I use Takoboto word lists imported to Anki on my computer, and to be honest I pretty much just use Anki itself completely bare-bones out of the box.

By default Anki seems to go for daily pile of reviews, rather than Wanikani’s more intense approach where reviews have super specific times. With Anki, I just do my reviews each day, in the morning usually, until it says to stop.
The only setting I’ve really modulated is the “New cards / day” setting for the deck, setting it higher when I want more, setting it lower when it feels like too much. Nowadays I just keep it at 20 and have a steady stream of about 200-300 reviews per day. I think at this rate I have more cards in the hopper than I will get through this year, but that’s fine with me. They’re all from my own look-ups, and the way my wordlists are set up I can immediately see if something’s in my anki hopper already as I look it up, and it’s strangely comforting to know I’ll get to it (someday).
(oh, also I set the deck to pick new cards randomly not by date added)

I’m pretty relaxed with the reviews, and just use “Good” normally, “Again” if I completely whiffed it, and “Hard” if I didn’t get it to Wanikani standards but still felt like I completely knew it.
That has seemed fine to me so I haven’t tinkered really at all with the SRS stages and stuff. I’m definitely not the kind of person who feels like the tool I use needs to be at max 100% efficiency, and with the giant mass of cards involved (and no level ups), I feel like I’m way less conscious of the ups and downs of individual cards, which I think is for the better.
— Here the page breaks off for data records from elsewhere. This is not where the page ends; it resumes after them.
//! Authentication middleware and extractors.

use std::future::{Ready, ready};

use actix_web::{FromRequest, HttpRequest, dev::Payload, http::header, web};

use inkpost_core::ports::{AuthError, TokenClaims};
use inkpost_shared::ErrorResponse;

use crate::state::AppState;

/// Authenticated admin identity extractor.
///
/// Every `/admin` handler takes one; policies are then evaluated against
/// `user_id`.
#[derive(Debug, Clone)]
pub struct Identity {
    pub user_id: uuid::Uuid,
    pub email: String,
}

impl From<TokenClaims> for Identity {
    fn from(claims: TokenClaims) -> Self {
        Self {
            user_id: claims.user_id,
            email: claims.email,
        }
    }
}

/// Error type for authentication failures.
#[derive(Debug)]
pub struct AuthenticationError(pub AuthError);

impl std::fmt::Display for AuthenticationError {
    fn fmt(&self, f: &mut std::fmt::Formatter<'_>) -> std::fmt::Result {
        write!(f, "{}", self.0)
    }
}

impl actix_web::ResponseError for AuthenticationError {
    fn status_code(&self) -> actix_web::http::StatusCode {
        match &self.0 {
            AuthError::TokenExpired | AuthError::InvalidToken(_) | AuthError::MissingAuth => {
                actix_web::http::StatusCode::UNAUTHORIZED
            }
            _ => actix_web::http::StatusCode::INTERNAL_SERVER_ERROR,
        }
    }

    fn error_response(&self) -> actix_web::HttpResponse {
        let error = match &self.0 {
            AuthError::TokenExpired => ErrorResponse::new(401, "Token Expired")
                .with_detail("Your authentication token has expired. Please login again."),
            AuthError::InvalidToken(msg) => {
                ErrorResponse::new(401, "Invalid Token").with_detail(msg.clone())
            }
            AuthError::MissingAuth => ErrorResponse::new(401, "Authentication Required")
                .with_detail("Please provide a valid Bearer token in the Authorization header."),
            _ => ErrorResponse::internal_error(),
        };

        actix_web::HttpResponse::build(self.status_code()).json(error)
    }
}

fn bearer_token(req: &HttpRequest) -> Result<&str, AuthError> {
    let value = req
        .headers()
        .get(header::AUTHORIZATION)
        .ok_or(AuthError::MissingAuth)?;

    let value = value
        .to_str()
        .map_err(|_| AuthError::InvalidToken("Invalid authorization header".to_string()))?;

    value
        .strip_prefix("Bearer ")
        .ok_or_else(|| AuthError::InvalidToken("Expected Bearer token".to_string()))
}

impl FromRequest for Identity {
    type Error = AuthenticationError;
    type Future = Ready<Result<Self, Self::Error>>;

    fn from_request(req: &HttpRequest, _payload: &mut Payload) -> Self::Future {
        let Some(state) = req.app_data::<web::Data<AppState>>() else {
            tracing::error!("AppState not found in app data");
            return ready(Err(AuthenticationError(AuthError::InvalidToken(
                "Server configuration error".to_string(),
            ))));
        };

        let result = bearer_token(req)
            .and_then(|token| state.tokens.validate_token(token))
            .map(Identity::from)
            .map_err(AuthenticationError);

        ready(result)
    }
}
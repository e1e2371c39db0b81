//! Dashboard widgets.

mod blog_post_overview;

use serde::{Deserialize, Serialize};

pub use blog_post_overview::BlogPostOverview;

/// Display color of a statistic.
#[derive(Debug, Clone, Copy, PartialEq, Eq, Serialize, Deserialize)]
#[serde(rename_all = "lowercase")]
pub enum StatColor {
    Gray,
    Info,
    Success,
}

/// One labelled number of a stats widget.
#[derive(Debug, Clone, PartialEq, Eq, Serialize, Deserialize)]
pub struct Stat {
    pub label: String,
    pub value: u64,
    pub description: String,
    pub color: StatColor,
}
//! Event-driven field derivations of the admin forms.
//!
//! The form layer reports edits with the instant they happened and polls
//! with the current instant. No timers live here.

use std::time::{Duration, Instant};

use serde::{Deserialize, Serialize};

use crate::slug::slugify;

/// Quiet period after the last keystroke before a live field fires.
pub const LIVE_DEBOUNCE: Duration = Duration::from_millis(1000);

/// Fires once after input has been quiet for `delay`.
#[derive(Debug, Clone)]
pub struct Debouncer {
    delay: Duration,
    deadline: Option<Instant>,
}

impl Debouncer {
    pub fn new(delay: Duration) -> Self {
        Self {
            delay,
            deadline: None,
        }
    }

    /// Register input at `now`, pushing the deadline back.
    pub fn input(&mut self, now: Instant) {
        self.deadline = Some(now + self.delay);
    }

    /// Whether input is waiting for its quiet period to end.
    pub fn is_pending(&self) -> bool {
        self.deadline.is_some()
    }

    /// Returns `true` exactly once when the quiet period has elapsed.
    pub fn poll(&mut self, now: Instant) -> bool {
        match self.deadline {
            Some(deadline) if now >= deadline => {
                self.deadline = None;
                true
            }
            _ => false,
        }
    }
}

/// When a derived slug may overwrite the slug field.
#[derive(Debug, Clone, Copy, Default, PartialEq, Eq, Serialize, Deserialize)]
#[serde(rename_all = "kebab-case")]
pub enum SlugMode {
    /// Every debounced source edit recomputes the slug, discarding manual edits.
    #[default]
    Always,
    /// Recompute until the slug is edited by hand, then leave it alone.
    UntilOverridden,
}

impl std::str::FromStr for SlugMode {
    type Err = String;

    fn from_str(s: &str) -> Result<Self, Self::Err> {
        match s {
            "always" => Ok(SlugMode::Always),
            "until-overridden" => Ok(SlugMode::UntilOverridden),
            other => Err(format!("unknown slug mode: {other}")),
        }
    }
}

/// Keeps a slug field in step with a source field (title → slug, name → slug).
#[derive(Debug, Clone)]
pub struct SlugSync {
    mode: SlugMode,
    debouncer: Debouncer,
    source: String,
    overridden: bool,
}

impl SlugSync {
    pub fn new(mode: SlugMode) -> Self {
        Self {
            mode,
            debouncer: Debouncer::new(LIVE_DEBOUNCE),
            source: String::new(),
            overridden: false,
        }
    }

    /// The source field changed to `text` at `now`.
    pub fn source_changed(&mut self, text: &str, now: Instant) {
        self.source.clear();
        self.source.push_str(text);
        self.debouncer.input(now);
    }

    /// The slug field was edited by hand.
    pub fn slug_edited(&mut self) {
        self.overridden = true;
    }

    pub fn is_overridden(&self) -> bool {
        self.overridden
    }

    /// New slug value if the quiet period is over and the mode allows it.
    pub fn poll(&mut self, now: Instant) -> Option<String> {
        if !self.debouncer.poll(now) {
            return None;
        }
        if self.mode == SlugMode::UntilOverridden && self.overridden {
            return None;
        }
        Some(slugify(&self.source))
    }
}
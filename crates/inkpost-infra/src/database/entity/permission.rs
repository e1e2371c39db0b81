//! Permission entity for SeaORM.

use sea_orm::Set;
use sea_orm::entity::prelude::*;

#[derive(Clone, Debug, PartialEq, Eq, DeriveEntityModel)]
#[sea_orm(table_name = "permissions")]
pub struct Model {
    #[sea_orm(primary_key, auto_increment = false)]
    pub id: Uuid,
    #[sea_orm(unique)]
    pub name: String,
    pub created_at: DateTimeWithTimeZone,
    pub updated_at: DateTimeWithTimeZone,
    pub deleted_at: Option<DateTimeWithTimeZone>,
}

#[derive(Copy, Clone, Debug, EnumIter, DeriveRelation)]
pub enum Relation {
    #[sea_orm(has_many = "super::user_permission::Entity")]
    UserPermissions,
}

impl Related<super::user_permission::Entity> for Entity {
    fn to() -> RelationDef {
        Relation::UserPermissions.def()
    }
}

impl ActiveModelBehavior for ActiveModel {}

impl From<Model> for inkpost_core::domain::Permission {
    fn from(model: Model) -> Self {
        Self {
            id: model.id,
            name: model.name,
            created_at: model.created_at.into(),
            updated_at: model.updated_at.into(),
            deleted_at: model.deleted_at.map(Into::into),
        }
    }
}

impl From<inkpost_core::domain::Permission> for ActiveModel {
    fn from(permission: inkpost_core::domain::Permission) -> Self {
        Self {
            id: Set(permission.id),
            name: Set(permission.name),
            created_at: Set(permission.created_at.into()),
            updated_at: Set(permission.updated_at.into()),
            deleted_at: Set(permission.deleted_at.map(Into::into)),
        }
    }
}
//! Declarative form and table layout of the post resource, served to the
//! admin UI as JSON.

use serde::Serialize;

use super::reactive::LIVE_DEBOUNCE;
use super::upload::UploadRules;
use crate::domain::PostStatus;

#[derive(Debug, Clone, Serialize)]
pub struct SelectOption {
    pub value: &'static str,
    pub label: &'static str,
}

fn status_options() -> Vec<SelectOption> {
    PostStatus::ALL
        .iter()
        .map(|s| SelectOption {
            value: s.as_str(),
            label: s.label(),
        })
        .collect()
}

/// Input widget of a form field.
#[derive(Debug, Clone, Serialize)]
#[serde(tag = "type", rename_all = "snake_case")]
pub enum Widget {
    TextInput,
    Select {
        options: Vec<SelectOption>,
    },
    Relationship {
        relationship: &'static str,
        title_attribute: &'static str,
        searchable: bool,
        preload: bool,
        #[serde(skip_serializing_if = "Option::is_none")]
        create_form: Option<Vec<Field>>,
    },
    MarkdownEditor,
    TagsInput {
        separator: char,
    },
    FileUpload(UploadRules),
    DatePicker {
        display_format: &'static str,
        max_date_today: bool,
    },
    Checkbox,
}

/// Client-side reactive behaviour of a field.
#[derive(Debug, Clone, Serialize)]
pub struct Live {
    #[serde(skip_serializing_if = "Option::is_none")]
    pub debounce_ms: Option<u64>,
    /// Field recomputed as the slug of this field's value.
    #[serde(skip_serializing_if = "Option::is_none")]
    pub slug_target: Option<&'static str>,
}

/// Rendering condition over the in-progress form state.
#[derive(Debug, Clone, Copy, PartialEq, Eq, Serialize)]
#[serde(tag = "when", rename_all = "snake_case")]
pub enum VisibleWhen {
    StatusIs { status: PostStatus },
}

#[derive(Debug, Clone, Serialize)]
pub struct Field {
    pub name: &'static str,
    pub widget: Widget,
    pub required: bool,
    #[serde(skip_serializing_if = "Option::is_none")]
    pub max_length: Option<usize>,
    #[serde(skip_serializing_if = "Option::is_none")]
    pub live: Option<Live>,
    #[serde(skip_serializing_if = "Option::is_none")]
    pub visible_when: Option<VisibleWhen>,
    pub full_width: bool,
}

impl Field {
    fn new(name: &'static str, widget: Widget) -> Self {
        Self {
            name,
            widget,
            required: false,
            max_length: None,
            live: None,
            visible_when: None,
            full_width: false,
        }
    }

    fn required(mut self) -> Self {
        self.required = true;
        self
    }

    fn max_length(mut self, max: usize) -> Self {
        self.max_length = Some(max);
        self
    }

    fn live(mut self) -> Self {
        self.live = Some(Live {
            debounce_ms: None,
            slug_target: None,
        });
        self
    }

    fn slug_source(mut self, target: &'static str) -> Self {
        self.live = Some(Live {
            debounce_ms: Some(LIVE_DEBOUNCE.as_millis() as u64),
            slug_target: Some(target),
        });
        self
    }

    fn visible_when_published(mut self) -> Self {
        self.visible_when = Some(VisibleWhen::StatusIs {
            status: PostStatus::Published,
        });
        self
    }

    fn full_width(mut self) -> Self {
        self.full_width = true;
        self
    }
}

#[derive(Debug, Clone, Serialize)]
pub struct Section {
    #[serde(skip_serializing_if = "Option::is_none")]
    pub heading: Option<&'static str>,
    #[serde(skip_serializing_if = "Option::is_none")]
    pub description: Option<&'static str>,
    pub collapsible: bool,
    pub fields: Vec<Field>,
}

#[derive(Debug, Clone, Serialize)]
pub struct FormSchema {
    pub sections: Vec<Section>,
}

impl FormSchema {
    pub fn field(&self, name: &str) -> Option<&Field> {
        self.sections
            .iter()
            .flat_map(|s| s.fields.iter())
            .find(|f| f.name == name)
    }
}

/// Inline form to create a category from the category select.
pub fn category_form_fields() -> Vec<Field> {
    vec![
        Field::new("name", Widget::TextInput)
            .required()
            .max_length(255)
            .slug_source("slug"),
        Field::new("slug", Widget::TextInput)
            .required()
            .max_length(255),
    ]
}

/// Form of the post create and edit pages.
pub fn post_form() -> FormSchema {
    FormSchema {
        sections: vec![
            Section {
                heading: None,
                description: None,
                collapsible: false,
                fields: vec![
                    Field::new("title", Widget::TextInput)
                        .required()
                        .max_length(255)
                        .slug_source("slug"),
                    Field::new("slug", Widget::TextInput)
                        .required()
                        .max_length(255),
                    Field::new(
                        "category_id",
                        Widget::Relationship {
                            relationship: "category",
                            title_attribute: "name",
                            searchable: true,
                            preload: true,
                            create_form: Some(category_form_fields()),
                        },
                    )
                    .required(),
                    Field::new(
                        "author_id",
                        Widget::Relationship {
                            relationship: "author",
                            title_attribute: "name",
                            searchable: true,
                            preload: true,
                            create_form: None,
                        },
                    )
                    .required(),
                    Field::new("content", Widget::MarkdownEditor)
                        .required()
                        .full_width(),
                    Field::new("tags", Widget::TagsInput { separator: ',' }),
                ],
            },
            Section {
                heading: Some("Image"),
                description: None,
                collapsible: true,
                fields: vec![Field::new(
                    "attachments",
                    Widget::FileUpload(UploadRules::post_images()),
                )],
            },
            Section {
                heading: Some("Publishing"),
                description: Some("Settings for publishing this post."),
                collapsible: true,
                fields: vec![
                    Field::new(
                        "status",
                        Widget::Select {
                            options: status_options(),
                        },
                    )
                    .live(),
                    Field::new(
                        "published_at",
                        Widget::DatePicker {
                            display_format: "d/m/Y",
                            max_date_today: true,
                        },
                    )
                    .visible_when_published(),
                    Field::new("bring_to_light", Widget::Checkbox)
                        .live()
                        .visible_when_published(),
                ],
            },
        ],
    }
}

#[derive(Debug, Clone, Serialize)]
#[serde(rename_all = "snake_case")]
pub enum ColumnKind {
    Image,
    Text,
    /// Editable in place from the table.
    Toggle,
}

#[derive(Debug, Clone, Serialize)]
pub struct Column {
    pub name: &'static str,
    pub kind: ColumnKind,
}

#[derive(Debug, Clone, Serialize)]
#[serde(tag = "type", rename_all = "snake_case")]
pub enum Filter {
    Relationship {
        name: &'static str,
        relationship: &'static str,
        title_attribute: &'static str,
    },
    Select {
        name: &'static str,
        options: Vec<SelectOption>,
    },
}

#[derive(Debug, Clone, Serialize)]
pub struct TableSchema {
    pub columns: Vec<Column>,
    pub filters: Vec<Filter>,
    pub actions: Vec<&'static str>,
    pub bulk_actions: Vec<&'static str>,
}

/// Table of the post list page.
pub fn post_table() -> TableSchema {
    let column = |name, kind| Column { name, kind };
    TableSchema {
        columns: vec![
            column("attachments", ColumnKind::Image),
            column("title", ColumnKind::Text),
            column("slug", ColumnKind::Text),
            column("category.name", ColumnKind::Text),
            column("tags", ColumnKind::Text),
            column("status", ColumnKind::Text),
            column("published_at", ColumnKind::Text),
            column("bring_to_light", ColumnKind::Toggle),
        ],
        filters: vec![
            Filter::Relationship {
                name: "author",
                relationship: "author",
                title_attribute: "name",
            },
            Filter::Relationship {
                name: "category",
                relationship: "category",
                title_attribute: "name",
            },
            Filter::Select {
                name: "status",
                options: status_options(),
            },
        ],
        actions: vec!["edit"],
        bulk_actions: vec!["delete"],
    }
}
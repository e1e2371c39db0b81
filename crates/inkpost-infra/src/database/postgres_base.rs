use std::marker::PhantomData;

use async_trait::async_trait;
use chrono::Utc;
use sea_orm::sea_query::Expr;
use sea_orm::{
    ActiveModelBehavior, ActiveModelTrait, ColumnTrait, DbConn, DbErr, EntityTrait,
    IntoActiveModel, QueryFilter,
};
use uuid::Uuid;

use inkpost_core::error::RepoError;
use inkpost_core::ports::BaseRepository;

use super::entity::{category, permission, post, user};

/// Entities with a UUID key and a `deleted_at` tombstone column.
pub trait SoftDeleteEntity: EntityTrait {
    fn id_column() -> Self::Column;
    fn deleted_at_column() -> Self::Column;
}

macro_rules! soft_delete_entity {
    ($($module:ident),+) => {
        $(
            impl SoftDeleteEntity for $module::Entity {
                fn id_column() -> Self::Column {
                    $module::Column::Id
                }

                fn deleted_at_column() -> Self::Column {
                    $module::Column::DeletedAt
                }
            }
        )+
    };
}

soft_delete_entity!(category, permission, post, user);

/// Map a SeaORM error onto the repository error taxonomy.
pub(crate) fn map_db_err(e: DbErr) -> RepoError {
    match e {
        DbErr::RecordNotUpdated | DbErr::RecordNotFound(_) => RepoError::NotFound,
        DbErr::Conn(_) | DbErr::ConnectionAcquire(_) => RepoError::Connection(e.to_string()),
        _ => {
            let err_str = e.to_string();
            if err_str.contains("duplicate") || err_str.contains("unique") {
                RepoError::Constraint("Entity already exists".to_string())
            } else if err_str.contains("foreign key") {
                RepoError::Constraint("Referenced entity does not exist".to_string())
            } else {
                RepoError::Query(err_str)
            }
        }
    }
}

/// Generic PostgreSQL repository implementation.
pub struct PostgresBaseRepository<E>
where
    E: EntityTrait,
{
    pub(crate) db: DbConn,
    _entity: PhantomData<E>,
}

impl<E> PostgresBaseRepository<E>
where
    E: SoftDeleteEntity,
{
    pub fn new(db: DbConn) -> Self {
        Self {
            db,
            _entity: PhantomData,
        }
    }

    /// Set the tombstone column of one row; `None` restores it.
    async fn set_deleted_at(
        &self,
        id: Uuid,
        at: Option<chrono::DateTime<chrono::FixedOffset>>,
    ) -> Result<(), RepoError> {
        let result = E::update_many()
            .col_expr(E::deleted_at_column(), Expr::value(at))
            .filter(E::id_column().eq(id))
            .exec(&self.db)
            .await
            .map_err(map_db_err)?;

        if result.rows_affected == 0 {
            return Err(RepoError::NotFound);
        }

        Ok(())
    }
}

#[async_trait]
impl<E, T> BaseRepository<T, Uuid> for PostgresBaseRepository<E>
where
    E: SoftDeleteEntity,
    E::Model: IntoActiveModel<E::ActiveModel> + Sync + Send,
    E::ActiveModel: ActiveModelTrait<Entity = E> + ActiveModelBehavior + Send + Sync,
    T: From<E::Model> + Into<E::ActiveModel> + Send + Sync + 'static,
{
    async fn find_by_id(&self, id: Uuid) -> Result<Option<T>, RepoError> {
        let result = E::find()
            .filter(E::id_column().eq(id))
            .one(&self.db)
            .await
            .map_err(map_db_err)?;

        Ok(result.map(Into::into))
    }

    async fn create(&self, entity: T) -> Result<T, RepoError> {
        let active_model: E::ActiveModel = entity.into();
        let model = active_model.insert(&self.db).await.map_err(map_db_err)?;
        Ok(model.into())
    }

    async fn update(&self, entity: T) -> Result<T, RepoError> {
        let active_model: E::ActiveModel = entity.into();
        let model = active_model.update(&self.db).await.map_err(map_db_err)?;
        Ok(model.into())
    }

    async fn trash(&self, id: Uuid) -> Result<(), RepoError> {
        self.set_deleted_at(id, Some(Utc::now().fixed_offset())).await
    }

    async fn restore(&self, id: Uuid) -> Result<(), RepoError> {
        self.set_deleted_at(id, None).await
    }
}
To make the cards, I take the export from Takoboto (with added labels for stuff like “I want to study an alternate kanji in this card”), and when they come up as new cards I edit them to focus on what I want, and add a little info like photos or whatever. Handling editing the card when it comes up means I never have to block time to get 1000s of cards perfect - I just improve them when they become relevant.
e.g. this one about a particular suit in mahjong:
image
becomes
image

Not pretty! But it takes a minimum of effort to put together my own cards, which to me, is what I want.
(Probably a lot less feasible on an Anki app on a phone though, unfortunately)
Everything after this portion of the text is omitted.